I do believe in American business and will get back in once the smoke clears.... but perhaps not direct equity investment for a while... likely investments with more limited downside like LEAPS calls.
I don't believe that was what they were saying. They put a high number out to shock some people into staying at home. Many are not following the rules even in New York. Mass religious services were still being held in New York, Florida, and other states. This is how it all started in New York and in South Korea. A lot of people are not taking this seriously. Many are sick and still going out in public. San Francisco was the first city to lock down followed by Los Angeles and then the state of California. That may have made shocking headlines, but they did it for good reason as they don't have enough test kits and pending test results are now at 57,400. The private test labs are becoming a bottleneck. City and state officials wisely shut things down as they realized it would be futile to contain a pandemic without adequate testing capability.

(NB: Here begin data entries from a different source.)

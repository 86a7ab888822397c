//! CLI command implementations

pub mod buy;
pub mod demo;
pub mod entitlements;
pub mod products;
pub mod restore;

use anyhow::{Context, Result};
use iapkit_lib::backend::{InMemoryBackend, NamedHost};
use iapkit_lib::models::Price;
use iapkit_lib::{
    BillingSession, Product, ProductId, ProductKind, ProductQuery, Purchase, SessionConfig,
    StoreKind,
};
use serde::{Deserialize, Serialize};
use std::path::Path;
use std::sync::Arc;

use crate::KindArg;

/// Contents of a catalog file
#[derive(Debug, Clone, Serialize, Deserialize)]
pub struct Catalog {
    #[serde(default)]
    pub store: StoreKind,
    #[serde(default = "default_storefront")]
    pub storefront: String,
    #[serde(default)]
    pub products: Vec<Product>,
    #[serde(default)]
    pub owned: Vec<Purchase>,
}

fn default_storefront() -> String {
    "US".to_string()
}

impl Catalog {
    /// Catalog used when no file is given
    pub fn builtin() -> Self {
        Self {
            store: StoreKind::PlayStore,
            storefront: default_storefront(),
            products: vec![
                Product::new(
                    "coins_100",
                    ProductKind::InApp,
                    "100 Coins",
                    Price::from_micros(990_000, "USD"),
                )
                .with_description("A pile of coins"),
                Product::new(
                    "remove_ads",
                    ProductKind::InApp,
                    "Remove Ads",
                    Price::from_micros(2_990_000, "USD"),
                ),
                Product::new(
                    "pro_monthly",
                    ProductKind::Subs,
                    "Pro (monthly)",
                    Price::from_micros(4_990_000, "USD"),
                ),
            ],
            owned: Vec::new(),
        }
    }

    /// Load a catalog file, or the built-in catalog
    pub fn load(path: Option<&Path>) -> Result<Self> {
        match path {
            Some(path) => {
                let raw = std::fs::read_to_string(path)
                    .with_context(|| format!("Failed to read catalog {}", path.display()))?;
                serde_json::from_str(&raw)
                    .with_context(|| format!("Invalid catalog {}", path.display()))
            }
            None => Ok(Self::builtin()),
        }
    }
}

/// A session over a simulated store, shared by all commands
pub struct DemoContext {
    pub backend: Arc<InMemoryBackend>,
    pub session: BillingSession,
}

impl DemoContext {
    /// Build the simulated store and a session over it
    pub fn open(catalog: Option<&Path>, config: Option<&Path>) -> Result<Self> {
        let catalog = Catalog::load(catalog)?;
        let config = match config {
            Some(path) => {
                let raw = std::fs::read_to_string(path)
                    .with_context(|| format!("Failed to read config {}", path.display()))?;
                SessionConfig::from_json(&raw)?
            }
            None => SessionConfig::default(),
        };
        tracing::debug!(
            products = catalog.products.len(),
            owned = catalog.owned.len(),
            "catalog loaded"
        );

        let backend = Arc::new(
            InMemoryBackend::new(catalog.store)
                .with_products(catalog.products)
                .with_owned(catalog.owned)
                .with_storefront(catalog.storefront),
        );
        let session = BillingSession::new(backend.clone(), config);
        session.attach_host(Arc::new(NamedHost::new("iapkit-demo")));
        Ok(Self { backend, session })
    }

    /// Connect or fail with the recorded reason
    pub async fn connect(&self) -> Result<()> {
        self.session
            .try_connect()
            .await
            .context("Failed to connect to the billing service")
    }
}

/// Convert command-line ids
pub fn product_ids(raw: &[String]) -> Vec<ProductId> {
    raw.iter().map(|s| ProductId::from(s.as_str())).collect()
}

impl From<KindArg> for ProductQuery {
    fn from(kind: KindArg) -> Self {
        match kind {
            KindArg::Inapp => ProductQuery::InApp,
            KindArg::Subs => ProductQuery::Subs,
            KindArg::All => ProductQuery::All,
        }
    }
}

#[cfg(test)]
mod tests {
    use super::*;
    use std::io::Write;

    #[test]
    fn test_catalog_file() {
        let mut file = tempfile::NamedTempFile::new().unwrap();
        write!(
            file,
            r#"{{
                "storefront": "FR",
                "products": [{{
                    "id": "gems",
                    "kind": "inapp",
                    "title": "Gems",
                    "display_price": "€1,99",
                    "price": {{ "amount": "1.99", "currency": "EUR" }}
                }}]
            }}"#
        )
        .unwrap();

        let catalog = Catalog::load(Some(file.path())).unwrap();
        assert_eq!(catalog.storefront, "FR");
        assert_eq!(catalog.store, StoreKind::PlayStore);
        assert_eq!(catalog.products[0].id.as_str(), "gems");
        assert!(catalog.owned.is_empty());
    }

    #[test]
    fn test_missing_catalog_file() {
        let err = Catalog::load(Some(Path::new("/nonexistent/catalog.json"))).unwrap_err();
        assert!(err.to_string().contains("Failed to read catalog"));
    }

    #[tokio::test]
    async fn test_builtin_context_connects() {
        let ctx = DemoContext::open(None, None).unwrap();
        ctx.connect().await.unwrap();
        let products = ctx
            .session
            .fetch_products(&product_ids(&["coins_100".into()]), ProductQuery::InApp)
            .await
            .unwrap();
        assert_eq!(products.len(), 1);
    }
}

As this article states: "Within the clinical-testing world, it is an open secret that Quest Diagnostics—one of the industry’s two big players, along with Labcorp—has struggled to scale up its operations in California. And yet, Quest has continued to accept specimens from across the country, leading to a huge backlog of tests at the company’s facility in San Juan Capistrano."


https://www.theatlantic.com/health/a...crisis/609193/

I don't think Los Angeles will be like New York as the population density is nothing like New York. What the governor is worried about from today's conference is finding the elderly dead at home like in Italy. So he is taking measures to make sure people in the community check on their neighbors by phone, text, or email.

Italy, Germany, and Switzerland appeared to have reached their apex.

Cities and states that have not shut down will only prolong the problem.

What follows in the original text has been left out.